Having decided we don't own enough Lord of the Rings games, we just bought Lord of the Rings: The Card Game, to add to Lord of the Rings: The Board Game, Lord of the Rings: The Confrontation, and War of the Ring.

Actually, the real reason is that my wife wants us to play more board games, but is not so keen on what mainly I've accumulated (who wouldn't want to settle in for a cozy evening of No Retreat? It's the whole Eastern Front in five hours, honey!).

That's hilarious, and my girlfriend and I can totally relate. Her words as she read over my shoulder was "Oh, I can feel for that woman.". And I feel for you man.

[size=7]I mean, the whole Eastern Front in five hours? It's practically a miracle that you can it done that fast![/size]

Gravey wrote:

So I don't know much about LOTR:TCG, because it's an LCG which was a little too close to CCG for my prejudices—though Dominion is practically an LCG at this point. But it's basically a card game with expansions, and calling it an "LCG" is just a made-up term to attract CCG players, isn't it? I am led to believe it's very good though, and IIRC Demyx and Shoptroll play it, yes? Well it was only $40, so in case I stand one little chance, here comes the jackpot question in advance: what are you doing New Year's Eve? Playing Lord of the Rings: The Card Game.

LCG means Living Card Game. Basically, like you said, appeal to the collector, but every set you buy has the same cards. So if you buy the adventure "The Hunt for Gollum" and I buy it, we have the same cards. No randoms, no rares, just the same

I haven't played it two player yet ( still getting comfortable to be able to teach my daughter ). But Watch it Played did a nice play through that helped me understand a lot.

I think the main difference between LCG and card game with expansions is LCGs involve building your own decks ahead of playing the game, unlike a game like Dominion, San Juan, or any other typical card game.

Other than that, yes, it's basically applying the board game with expansion business model to CCG style gameplay.

MonoCheli wrote:

I finally got Power Grid to the table with a couple of great guests last night we had a great time. I had played it a couple times before but the guy teaching it was near the end of finishing his PHD in math something and he housed us all very soundly every time. I like how it punishes you for being in first and through out the game you are trying to not be the best player while not completely loosing either. I think it a very good game and hope to play it more. Sadly my wife has stated after seeing it played that she will never play it "It has too many numbers on the board and you have to plan ahead, so you'll win every time"

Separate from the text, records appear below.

use std::fmt;

/// The two ESIOS collections this crate knows how to fetch and cache.
///
/// Both expose the same `{id}` + date-range shape over HTTP; they differ
/// only in URL prefix and in which items live under them, so one `Endpoint`
/// enum threads through the cache path layout instead of two near-identical
/// code paths.
#[derive(Debug, Clone, Copy, PartialEq, Eq, Hash, serde::Serialize, serde::Deserialize)]
pub enum Endpoint {
    Indicators,
    OfferIndicators,
}

impl Endpoint {
    /// The path segment this endpoint uses both in ESIOS URLs and in the
    /// on-disk cache layout (`<root>/<segment>/<item-id>/...`).
    pub fn path_segment(self) -> &'static str {
        match self {
            Self::Indicators => "indicators",
            Self::OfferIndicators => "offer-indicators",
        }
    }
}

impl fmt::Display for Endpoint {
    fn fmt(&self, f: &mut fmt::Formatter<'_>) -> fmt::Result {
        f.write_str(self.path_segment())
    }
}
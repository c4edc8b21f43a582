//! Splits a date range into sub-ranges no wider than a server-imposed cap,
//! so a multi-year backfill becomes a sequence of requests ESIOS will
//! actually answer instead of one that times out or gets truncated.

use chrono::{DateTime, Duration, Utc};
use esios_types::DateRange;

/// Indicator history requests are capped by calendar day; archive bundle
/// listings are capped by calendar month. Both ultimately produce
/// `DateRange`s, just measured in different units.
#[derive(Debug, Clone, Copy, PartialEq, Eq)]
pub enum ChunkUnit {
    Days(u32),
    Months(u32),
}

/// Split `range` into consecutive, non-overlapping chunks of at most `unit`
/// each, covering `range` exactly with no remainder chunk longer than
/// `unit`. Always returns at least one chunk (the whole range, if it
/// already fits).
pub fn chunk(range: DateRange, unit: ChunkUnit) -> Vec<DateRange> {
    match unit {
        ChunkUnit::Days(n) => chunk_by_days(range, n),
        ChunkUnit::Months(n) => chunk_by_months(range, n),
    }
}

fn chunk_by_days(range: DateRange, days: u32) -> Vec<DateRange> {
    let step = Duration::days(i64::from(days));
    let mut chunks = Vec::new();
    let mut cursor = range.start;
    while cursor <= range.end {
        let chunk_end = (cursor + step - Duration::nanoseconds(1)).min(range.end);
        chunks.push(DateRange::new(cursor, chunk_end));
        cursor += step;
    }
    chunks
}

fn chunk_by_months(range: DateRange, months: u32) -> Vec<DateRange> {
    let mut chunks = Vec::new();
    let mut cursor = range.start;
    while cursor <= range.end {
        let chunk_end = add_months(cursor, months) - Duration::nanoseconds(1);
        let chunk_end = chunk_end.min(range.end);
        chunks.push(DateRange::new(cursor, chunk_end));
        cursor = add_months(cursor, months);
    }
    chunks
}

fn add_months(instant: DateTime<Utc>, months: u32) -> DateTime<Utc> {
    use chrono::Datelike;
    let total_months = instant.month0() + months;
    let years_to_add = total_months / 12;
    let new_month0 = total_months % 12;
    instant
        .with_year(instant.year() + years_to_add as i32)
        .and_then(|d| d.with_month0(new_month0))
        .unwrap_or(instant)
}

#[cfg(test)]
mod tests {
    use super::*;
    use chrono::TimeZone;

    fn ts(y: i32, m: u32, d: u32) -> DateTime<Utc> {
        Utc.with_ymd_and_hms(y, m, d, 0, 0, 0).unwrap()
    }

    #[test]
    fn day_chunks_cover_range_without_overlap() {
        let range = DateRange::new(ts(2025, 1, 1), ts(2025, 1, 10));
        let chunks = chunk(range, ChunkUnit::Days(3));

        assert_eq!(chunks.first().unwrap().start, range.start);
        assert_eq!(chunks.last().unwrap().end, range.end);
        for pair in chunks.windows(2) {
            assert!(pair[0].end < pair[1].start);
        }
    }

    #[test]
    fn range_smaller_than_unit_is_one_chunk() {
        let range = DateRange::new(ts(2025, 1, 1), ts(2025, 1, 2));
        let chunks = chunk(range, ChunkUnit::Days(30));
        assert_eq!(chunks.len(), 1);
        assert_eq!(chunks[0], range);
    }

    #[test]
    fn month_chunks_cross_year_boundary() {
        let range = DateRange::new(ts(2024, 11, 1), ts(2025, 2, 28));
        let chunks = chunk(range, ChunkUnit::Months(1));
        assert_eq!(chunks.len(), 4);
        assert_eq!(chunks.last().unwrap().end, range.end);
    }
}
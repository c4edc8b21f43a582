//! Expands downloaded ESIOS archive bundles: a top-level zip that, in turn,
//! may contain further zips (ESIOS sometimes nests a day's files inside a
//! month's bundle). Expansion recurses until no zip files remain.
//!
//! Every entry path is validated before it's written: a crafted zip entry
//! named `../../etc/passwd` or an absolute path is rejected rather than
//! written outside the destination directory.

use std::io::{self, Read};
use std::path::{Path, PathBuf};

use esios_types::EsiosError;
use tracing::warn;

/// Extract `bytes` (a zip archive) into `dest`, then recursively extract any
/// zip files found among the results, until none remain. Returns the number
/// of non-zip files written.
pub fn extract_nested(bytes: &[u8], dest: &Path) -> Result<usize, EsiosError> {
    esios_fs::create_dir_all(dest).map_err(EsiosError::from)?;
    extract_one(bytes, dest)?;

    let mut written = 0;
    loop {
        let nested = find_zip_files(dest).map_err(EsiosError::from)?;
        if nested.is_empty() {
            break;
        }
        for zip_path in nested {
            let bytes = fs_err::read(&zip_path).map_err(EsiosError::from)?;
            let stem = zip_path.file_stem().and_then(|s| s.to_str()).unwrap_or("archive");
            let nested_dir = zip_path.parent().unwrap_or(dest).join(stem);
            extract_one(&bytes, &nested_dir)?;
            esios_fs::remove_file_if_exists(&zip_path).map_err(EsiosError::from)?;
        }
    }

    for entry in walkdir::WalkDir::new(dest).into_iter().filter_map(Result::ok) {
        if entry.file_type().is_file() {
            written += 1;
        }
    }
    Ok(written)
}

fn extract_one(bytes: &[u8], dest: &Path) -> Result<(), EsiosError> {
    let cursor = io::Cursor::new(bytes);
    let mut archive = zip::ZipArchive::new(cursor)
        .map_err(|err| EsiosError::transport(format!("not a valid zip archive: {err}"), false))?;

    for i in 0..archive.len() {
        let mut entry = archive
            .by_index(i)
            .map_err(|err| EsiosError::transport(format!("corrupt zip entry: {err}"), false))?;

        let Some(relative) = entry.enclosed_name() else {
            warn!(name = entry.name(), "rejecting zip entry outside extraction root");
            continue;
        };
        if is_unsafe(relative) {
            warn!(name = entry.name(), "rejecting unsafe zip entry path");
            continue;
        }

        let out_path = dest.join(relative);
        if entry.is_dir() {
            esios_fs::create_dir_all(&out_path).map_err(EsiosError::from)?;
            continue;
        }

        if let Some(parent) = out_path.parent() {
            esios_fs::create_dir_all(parent).map_err(EsiosError::from)?;
        }

        let mut contents = Vec::with_capacity(entry.size() as usize);
        entry.read_to_end(&mut contents).map_err(EsiosError::from)?;

        if out_path.exists() {
            warn!(path = %out_path.display(), "overwriting existing file from a later bundle entry");
        }
        esios_fs::write_atomic(&out_path, &contents).map_err(EsiosError::from)?;
    }

    Ok(())
}

fn is_unsafe(path: &Path) -> bool {
    path.is_absolute() || path.components().any(|c| matches!(c, std::path::Component::ParentDir))
}

fn find_zip_files(dir: &Path) -> io::Result<Vec<PathBuf>> {
    let mut found = Vec::new();
    for entry in walkdir::WalkDir::new(dir).into_iter() {
        let entry = entry.map_err(io::Error::from)?;
        if entry.file_type().is_file() && entry.path().extension().and_then(|e| e.to_str()) == Some("zip") {
            found.push(entry.path().to_path_buf());
        }
    }
    Ok(found)
}

#[cfg(test)]
mod tests {
    use super::*;
    use std::io::Write;

    fn make_zip(entries: &[(&str, &[u8])]) -> Vec<u8> {
        let mut buf = Vec::new();
        {
            let mut writer = zip::ZipWriter::new(io::Cursor::new(&mut buf));
            let options = zip::write::FileOptions::default();
            for (name, contents) in entries {
                writer.start_file(*name, options).unwrap();
                writer.write_all(contents).unwrap();
            }
            writer.finish().unwrap();
        }
        buf
    }

    #[test]
    fn extracts_flat_archive() {
        let dir = tempfile::tempdir().unwrap();
        let zip = make_zip(&[("a.csv", b"1,2,3"), ("b.csv", b"4,5,6")]);

        let written = extract_nested(&zip, dir.path()).unwrap();
        assert_eq!(written, 2);
        assert_eq!(fs_err::read(dir.path().join("a.csv")).unwrap(), b"1,2,3");
    }

    #[test]
    fn recurses_into_nested_zip() {
        let dir = tempfile::tempdir().unwrap();
        let inner = make_zip(&[("day.csv", b"x")]);
        let outer = make_zip(&[("month.zip", &inner)]);

        let written = extract_nested(&outer, dir.path()).unwrap();
        assert_eq!(written, 1);
        // The nested archive's contents land under a sub-directory named
        // after its own stem, not flattened alongside it.
        assert_eq!(fs_err::read(dir.path().join("month").join("day.csv")).unwrap(), b"x");
        assert!(!dir.path().join("day.csv").exists());
        assert!(!dir.path().join("month.zip").exists());
    }

    #[test]
    fn rejects_path_traversal_entries() {
        // `zip`'s own writer also normalizes `..`, so this exercises the
        // guard via a manually crafted entry path string instead.
        let traversal = is_unsafe(Path::new("../../etc/passwd"));
        assert!(traversal);
        let absolute = is_unsafe(Path::new("/etc/passwd"));
        assert!(absolute);
        let fine = is_unsafe(Path::new("subdir/file.csv"));
        assert!(!fine);
    }
}
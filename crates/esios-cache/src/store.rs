//! The on-disk cache: one directory tree under a configured root, holding
//! a wide-frame file and an item metadata record per `(endpoint, item id)`,
//! a catalogue snapshot per endpoint, a shared geo-name registry, and
//! downloaded archive bundles.
//!
//! Layout (mirrors the original cache's directory shape):
//!
//! ```text
//! <root>/
//!   indicators/
//!     <item-id>/
//!       data.arrow
//!       meta.json
//!     catalog.json
//!   offer-indicators/
//!     ...
//!   geos.json
//!   archives/
//!     <archive-id>/
//!       <YYYY-MM-DD>/
//!         ... extracted files ...
//! ```

use std::path::{Path, PathBuf};

use esios_types::{BundleKey, Catalog, Endpoint, EsiosError, GeoRegistry, ItemMetadata, WideFrame};
use tracing::{debug, warn};

use crate::codec;

const DATA_FILE: &str = "data.arrow";
const META_FILE: &str = "meta.json";
const CATALOG_FILE: &str = "catalog.json";
const GEOS_FILE: &str = "geos.json";
const ARCHIVES_DIR: &str = "archives";

/// Aggregate counters returned by [`CacheStore::status`].
#[derive(Debug, Clone, Default, serde::Serialize)]
pub struct CacheStatus {
    pub item_count: usize,
    pub archive_bundle_count: usize,
    pub total_bytes: u64,
}

#[derive(Debug, Clone)]
pub struct CacheStore {
    root: PathBuf,
}

impl CacheStore {
    pub fn new(root: impl Into<PathBuf>) -> Self {
        Self { root: root.into() }
    }

    pub fn root(&self) -> &Path {
        &self.root
    }

    fn item_dir(&self, endpoint: Endpoint, item_id: u32) -> PathBuf {
        self.root.join(endpoint.path_segment()).join(item_id.to_string())
    }

    fn catalog_path(&self, endpoint: Endpoint) -> PathBuf {
        self.root.join(endpoint.path_segment()).join(CATALOG_FILE)
    }

    fn geos_path(&self) -> PathBuf {
        self.root.join(GEOS_FILE)
    }

    pub fn archive_dir(&self, archive_id: u32, bundle: BundleKey) -> PathBuf {
        self.root
            .join(ARCHIVES_DIR)
            .join(archive_id.to_string())
            .join(bundle.folder_name())
    }

    pub fn archive_exists(&self, archive_id: u32, bundle: BundleKey) -> bool {
        esios_fs::dir_is_non_empty(self.archive_dir(archive_id, bundle))
    }

    /// Read the cached frame for one item. Returns `Ok(None)` when nothing
    /// is cached yet, or when the file fails to decode: a corrupt file is
    /// removed so the next fetch starts clean, and the read comes back
    /// empty rather than as an error (spec.md §4.1, "corrupt reads delete
    /// the offending file and return empty"), matching `read_meta`/
    /// `read_catalog`.
    pub fn read_frame(&self, endpoint: Endpoint, item_id: u32) -> Result<Option<WideFrame>, EsiosError> {
        let data_path = self.item_dir(endpoint, item_id).join(DATA_FILE);
        if !data_path.exists() {
            return Ok(None);
        }

        let bytes = fs_err::read(&data_path).map_err(EsiosError::from)?;
        match codec::decode(&bytes) {
            Ok(frame) => Ok(Some(frame)),
            Err(err) => {
                warn!(path = %data_path.display(), error = %err, "cache frame failed to decode, removing and treating as empty");
                let _ = esios_fs::remove_file_if_exists(&data_path);
                Ok(None)
            }
        }
    }

    /// Merge `fresh` into whatever is cached for this item and persist the
    /// result. New values win on overlap (spec.md §4.1 merge semantics).
    /// An empty `fresh` frame is a no-op.
    pub fn write_frame(&self, endpoint: Endpoint, item_id: u32, fresh: &WideFrame) -> Result<(), EsiosError> {
        if fresh.is_empty() {
            return Ok(());
        }

        let existing = self.read_frame(endpoint, item_id)?;
        let merged = match existing {
            Some(old) => old.merge(fresh),
            None => fresh.clone(),
        };

        let dir = self.item_dir(endpoint, item_id);
        let bytes = codec::encode(&merged).map_err(EsiosError::from)?;
        esios_fs::write_atomic(dir.join(DATA_FILE), &bytes).map_err(EsiosError::from)?;

        debug!(endpoint = %endpoint, item_id, rows = merged.index().len(), "wrote cache frame");
        Ok(())
    }

    /// Read the item metadata record, or `None` if missing, corrupt, or
    /// stale (the caller supplies `now`/`ttl`; a stale record is treated
    /// exactly like a missing one per spec.md §4.1).
    pub fn read_meta(
        &self,
        endpoint: Endpoint,
        item_id: u32,
        now: chrono::DateTime<chrono::Utc>,
        ttl: chrono::Duration,
    ) -> Option<ItemMetadata> {
        let meta_path = self.item_dir(endpoint, item_id).join(META_FILE);
        let meta: ItemMetadata = esios_fs::read_json(&meta_path)?;
        if meta.is_stale(now, ttl) {
            return None;
        }
        Some(meta)
    }

    pub fn write_meta(&self, endpoint: Endpoint, item_id: u32, meta: &ItemMetadata) -> Result<(), EsiosError> {
        let dir = self.item_dir(endpoint, item_id);
        esios_fs::write_atomic_json(dir.join(META_FILE), meta).map_err(EsiosError::from)
    }

    /// Read the endpoint catalogue, or `None` if missing, corrupt, or
    /// stale.
    pub fn read_catalog(
        &self,
        endpoint: Endpoint,
        now: chrono::DateTime<chrono::Utc>,
        ttl: chrono::Duration,
    ) -> Option<Catalog> {
        let catalog: Catalog = esios_fs::read_json(self.catalog_path(endpoint))?;
        if now - catalog.updated_at > ttl {
            return None;
        }
        Some(catalog)
    }

    pub fn write_catalog(&self, catalog: &Catalog) -> Result<(), EsiosError> {
        esios_fs::write_atomic_json(self.catalog_path(catalog.endpoint), catalog).map_err(EsiosError::from)
    }

    pub fn read_geos(&self) -> GeoRegistry {
        esios_fs::read_json(self.geos_path()).unwrap_or_default()
    }

    /// Merge `fresh` geo names into the persisted registry, last-write-wins
    /// per entry. Best-effort: a corrupt existing file is treated as empty
    /// rather than propagated, since the registry is a pure cache.
    pub fn merge_geos(&self, fresh: &GeoRegistry) -> Result<(), EsiosError> {
        if fresh.is_empty() {
            return Ok(());
        }
        let mut registry = self.read_geos();
        registry.merge(fresh);
        esios_fs::write_atomic_json(self.geos_path(), &registry).map_err(EsiosError::from)
    }

    /// Remove everything under the cache root for one endpoint, or the
    /// whole cache when `endpoint` is `None`. Returns the number of files
    /// removed.
    pub fn clear(&self, endpoint: Option<Endpoint>) -> Result<usize, EsiosError> {
        let target = match endpoint {
            Some(e) => self.root.join(e.path_segment()),
            None => self.root.clone(),
        };
        esios_fs::remove_tree_pruning_empty_dirs(&target, &self.root).map_err(EsiosError::from)
    }

    /// Walk the cache root and summarize it. Used by `cache status`.
    pub fn status(&self) -> CacheStatus {
        let mut status = CacheStatus::default();
        if !self.root.exists() {
            return status;
        }

        for entry in walkdir::WalkDir::new(&self.root).into_iter().filter_map(Result::ok) {
            if !entry.file_type().is_file() {
                continue;
            }
            if let Ok(meta) = entry.metadata() {
                status.total_bytes += meta.len();
            }
            if entry.file_name().to_str() == Some(DATA_FILE) {
                status.item_count += 1;
            }
        }

        let archives_root = self.root.join(ARCHIVES_DIR);
        if archives_root.exists() {
            status.archive_bundle_count = walkdir::WalkDir::new(&archives_root)
                .min_depth(2)
                .max_depth(2)
                .into_iter()
                .filter_map(Result::ok)
                .filter(|e| e.file_type().is_dir())
                .count();
        }

        status
    }
}

#[cfg(test)]
mod tests {
    use super::*;
    use chrono::{Duration, TimeZone, Utc};

    fn ts(h: u32) -> chrono::DateTime<Utc> {
        Utc.with_ymd_and_hms(2025, 1, 1, h, 0, 0).unwrap()
    }

    #[test]
    fn write_then_read_roundtrips() {
        let dir = tempfile::tempdir().unwrap();
        let store = CacheStore::new(dir.path());

        let frame = WideFrame::from_observations([(ts(0), "8".to_string(), 1.0)]);
        store.write_frame(Endpoint::Indicators, 600, &frame).unwrap();

        let read_frame = store.read_frame(Endpoint::Indicators, 600).unwrap().unwrap();
        assert_eq!(read_frame.get(0, "8"), Some(1.0));
    }

    #[test]
    fn second_write_merges_with_first() {
        let dir = tempfile::tempdir().unwrap();
        let store = CacheStore::new(dir.path());

        let first = WideFrame::from_observations([(ts(0), "8".to_string(), 1.0)]);
        store.write_frame(Endpoint::Indicators, 600, &first).unwrap();

        let second = WideFrame::from_observations([(ts(1), "8".to_string(), 2.0)]);
        store.write_frame(Endpoint::Indicators, 600, &second).unwrap();

        let merged = store.read_frame(Endpoint::Indicators, 600).unwrap().unwrap();
        assert_eq!(merged.index().len(), 2);
    }

    #[test]
    fn missing_item_reads_as_none() {
        let dir = tempfile::tempdir().unwrap();
        let store = CacheStore::new(dir.path());
        assert!(store.read_frame(Endpoint::Indicators, 1).unwrap().is_none());
    }

    #[test]
    fn stale_meta_reads_as_none() {
        let dir = tempfile::tempdir().unwrap();
        let store = CacheStore::new(dir.path());
        let meta = ItemMetadata {
            id: 600,
            name: "Demanda".to_string(),
            short_name: None,
            geos: Vec::new(),
            cached_at: ts(0),
        };
        store.write_meta(Endpoint::Indicators, 600, &meta).unwrap();

        assert!(store
            .read_meta(Endpoint::Indicators, 600, ts(0) + Duration::hours(1), Duration::days(7))
            .is_some());
        assert!(store
            .read_meta(Endpoint::Indicators, 600, ts(0) + Duration::days(8), Duration::days(7))
            .is_none());
    }

    #[test]
    fn clear_one_endpoint_leaves_others() {
        let dir = tempfile::tempdir().unwrap();
        let store = CacheStore::new(dir.path());

        let frame = WideFrame::from_observations([(ts(0), "8".to_string(), 1.0)]);
        store.write_frame(Endpoint::Indicators, 600, &frame).unwrap();
        store.write_frame(Endpoint::OfferIndicators, 700, &frame).unwrap();

        store.clear(Some(Endpoint::Indicators)).unwrap();

        assert!(store.read_frame(Endpoint::Indicators, 600).unwrap().is_none());
        assert!(store.read_frame(Endpoint::OfferIndicators, 700).unwrap().is_some());
    }

    #[test]
    fn corrupt_data_file_reads_as_none_and_is_removed() {
        let dir = tempfile::tempdir().unwrap();
        let store = CacheStore::new(dir.path());

        let frame = WideFrame::from_observations([(ts(0), "8".to_string(), 1.0)]);
        store.write_frame(Endpoint::Indicators, 600, &frame).unwrap();

        let data_path = store.item_dir(Endpoint::Indicators, 600).join(DATA_FILE);
        fs_err::write(&data_path, b"not a valid arrow file").unwrap();

        assert!(store.read_frame(Endpoint::Indicators, 600).unwrap().is_none());
        assert!(!data_path.exists());
    }
}
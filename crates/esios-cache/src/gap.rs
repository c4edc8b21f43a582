//! Decides which sub-ranges of a request must be fetched from the network
//! rather than served from the cache.
//!
//! Three kinds of gap are distinguished, mirroring the original Python
//! implementation this crate's cache semantics are ported from:
//!
//! - a **pre-gap**, when the request starts before anything cached,
//! - a **post-gap**, when it ends after anything cached (or in any hole
//!   between two cached sub-ranges),
//! - a **recent-refresh** sub-range: ESIOS indicator values published in the
//!   last `recent_refresh_window` are allowed to change (revisions,
//!   late settlement data), so the tail of the cache inside that window is
//!   always re-fetched even though it isn't, strictly, a hole.

use chrono::{DateTime, Duration, Utc};
use esios_types::{merge_ranges, DateRange};

/// Tunables for one planning call. `recent_refresh_window` is the spec's
/// "data may still be revised" horizon (48h for ESIOS indicators).
#[derive(Debug, Clone, Copy)]
pub struct GapPlannerConfig {
    pub recent_refresh_window: Duration,
}

impl Default for GapPlannerConfig {
    fn default() -> Self {
        Self {
            recent_refresh_window: Duration::hours(48),
        }
    }
}

/// Compute the sub-ranges of `requested` that must be fetched, given what's
/// already cached (`cached`, which need not be sorted or merged) and the
/// current instant `now`.
///
/// Returns ranges sorted by `start`, already merged where adjacent or
/// overlapping. An empty result means the cache fully satisfies the
/// request and nothing needs fetching.
pub fn plan(
    requested: DateRange,
    cached: &[DateRange],
    now: DateTime<Utc>,
    config: GapPlannerConfig,
) -> Vec<DateRange> {
    let merged_cached = merge_ranges(cached.to_vec(), Duration::zero());

    let overlapping: Vec<DateRange> = merged_cached
        .iter()
        .filter(|r| r.overlaps(&requested))
        .copied()
        .collect();

    let mut gaps = Vec::new();

    // Triggers compare calendar dates, not raw instants: cached coverage
    // tops out at the last *observation* (e.g. 23:00 for hourly data), while
    // a calendar-date request is expanded to the literal end of day
    // (23:59:59.999999999). Comparing instants directly would treat every
    // warm repeat of a sub-day-granularity request as a one-hour gap.
    if overlapping.is_empty() {
        gaps.push(requested);
    } else {
        let first = overlapping.first().unwrap();
        if requested.start.date_naive() < first.start.date_naive() {
            gaps.push(DateRange::new(requested.start, first.start - Duration::nanoseconds(1)));
        }

        for pair in overlapping.windows(2) {
            let [left, right] = pair else { unreachable!() };
            if right.start.date_naive() > left.end.date_naive() {
                gaps.push(DateRange::new(
                    left.end + Duration::nanoseconds(1),
                    right.start - Duration::nanoseconds(1),
                ));
            }
        }

        let last = overlapping.last().unwrap();
        if requested.end.date_naive() > last.end.date_naive() {
            gaps.push(DateRange::new(last.end + Duration::nanoseconds(1), requested.end));
        }
    }

    // Recent-refresh: the literal original comparison is `cached_end >
    // cutoff and end > cutoff`, evaluated against the cached coverage's
    // tail regardless of whether `requested.end` itself sits inside the
    // cutoff window. See DESIGN.md for why the alternative (only refresh
    // when the request's own end is within the window) was rejected.
    let cutoff = now - config.recent_refresh_window;
    if let Some(last) = overlapping.last() {
        let cached_end = last.end.min(requested.end);
        if last.end > cutoff && requested.end > cutoff {
            let refresh_start = cutoff.max(requested.start);
            if refresh_start <= cached_end {
                gaps.push(DateRange::new(refresh_start, cached_end));
            }
        }
    }

    merge_ranges(gaps, Duration::zero())
}

#[cfg(test)]
mod tests {
    use super::*;
    use chrono::TimeZone;

    fn ts(day: u32) -> DateTime<Utc> {
        Utc.with_ymd_and_hms(2025, 1, day, 0, 0, 0).unwrap()
    }

    #[test]
    fn empty_cache_is_one_full_gap() {
        let requested = DateRange::new(ts(1), ts(10));
        let gaps = plan(requested, &[], ts(100), GapPlannerConfig::default());
        assert_eq!(gaps, vec![requested]);
    }

    #[test]
    fn pre_and_post_gaps_around_cached_middle() {
        let requested = DateRange::new(ts(1), ts(10));
        let cached = vec![DateRange::new(ts(4), ts(6))];
        let now = ts(100);
        let gaps = plan(requested, &cached, now, GapPlannerConfig::default());

        assert_eq!(gaps.len(), 2);
        assert_eq!(gaps[0].start, ts(1));
        assert_eq!(gaps[1].end, ts(10));
    }

    #[test]
    fn mid_gap_between_two_cached_ranges() {
        let requested = DateRange::new(ts(1), ts(10));
        let cached = vec![DateRange::new(ts(1), ts(3)), DateRange::new(ts(7), ts(10))];
        let now = ts(100);
        let gaps = plan(requested, &cached, now, GapPlannerConfig::default());

        assert_eq!(gaps.len(), 1);
        assert!(gaps[0].start > ts(3));
        assert!(gaps[0].end < ts(7));
    }

    #[test]
    fn fully_covered_old_range_needs_no_fetch() {
        let requested = DateRange::new(ts(1), ts(10));
        let cached = vec![DateRange::new(ts(1), ts(10))];
        // `now` far beyond the refresh window, so the tail isn't "recent".
        let now = ts(1) + Duration::days(365);
        let gaps = plan(requested, &cached, now, GapPlannerConfig::default());
        assert!(gaps.is_empty());
    }

    #[test]
    fn recent_tail_is_refetched_even_when_fully_cached() {
        let now = Utc::now_dummy();
        let requested = DateRange::new(now - Duration::days(5), now);
        let cached = vec![requested];
        let gaps = plan(requested, &cached, now, GapPlannerConfig::default());

        assert_eq!(gaps.len(), 1);
        assert_eq!(gaps[0].end, requested.end);
        assert!(gaps[0].start >= now - Duration::hours(48));
    }

    /// `Utc::now()` is a real clock call; tests here want a fixed "now" so
    /// assertions are deterministic, hence this tiny shim instead.
    trait DummyNow {
        fn now_dummy() -> DateTime<Utc>;
    }

    impl DummyNow for Utc {
        fn now_dummy() -> DateTime<Utc> {
            Utc.with_ymd_and_hms(2025, 6, 1, 12, 0, 0).unwrap()
        }
    }

    #[test]
    fn warm_repeat_of_hourly_data_triggers_no_gap() {
        // Cached coverage tops out at 23:00 (last hourly observation), but
        // the calendar-date request expands its end to 23:59:59.999999999.
        // That gap is within the same day and must not count as a post-gap.
        let cached_end = Utc.with_ymd_and_hms(2025, 1, 3, 23, 0, 0).unwrap();
        let cached = vec![DateRange::new(ts(1), cached_end)];
        let requested = DateRange::new(
            ts(1),
            ts(3) + Duration::hours(23) + Duration::minutes(59) + Duration::seconds(59) + Duration::nanoseconds(999_999_999),
        );
        let now = ts(10);
        let gaps = plan(requested, &cached, now, GapPlannerConfig::default());
        assert!(gaps.is_empty());
    }
}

We played PG the other day after a long hiatus. Compared to a lot of newer games out tere, it's almost streamlined in comparison. Great game.

Gravey wrote:

So I don't know much about LOTR:TCG, because it's an LCG which was a little too close to CCG for my prejudices—though Dominion is practically an LCG at this point. But it's basically a card game with expansions, and calling it an "LCG" is just a made-up term to attract CCG players, isn't it? I am led to believe it's very good though, and IIRC Demyx and Shoptroll play it, yes? Well it was only $40, so in case I stand one little chance, here comes the jackpot question in advance: what are you doing New Year's Eve? Playing Lord of the Rings: The Card Game.

We really enjoy LOTR. The LCG aspect makes it less spendy than regular CCGs because you won't be chasing rares all the time since everyone gets the exact same cards. Also, each new pack has another scenario to play on top of the three you get with the base game.

Break time during our first game while Mrs. Gravey feeds the baby. Currently making no progress (literally) through the first stage of the beginner scenario. Verdict so far: "This is like one of your kinds of games."

"Well, we can't return it, so... press on? With no more shadow cards?"

So I'm definitely not going to tell her about the Kickstarter for Up Front.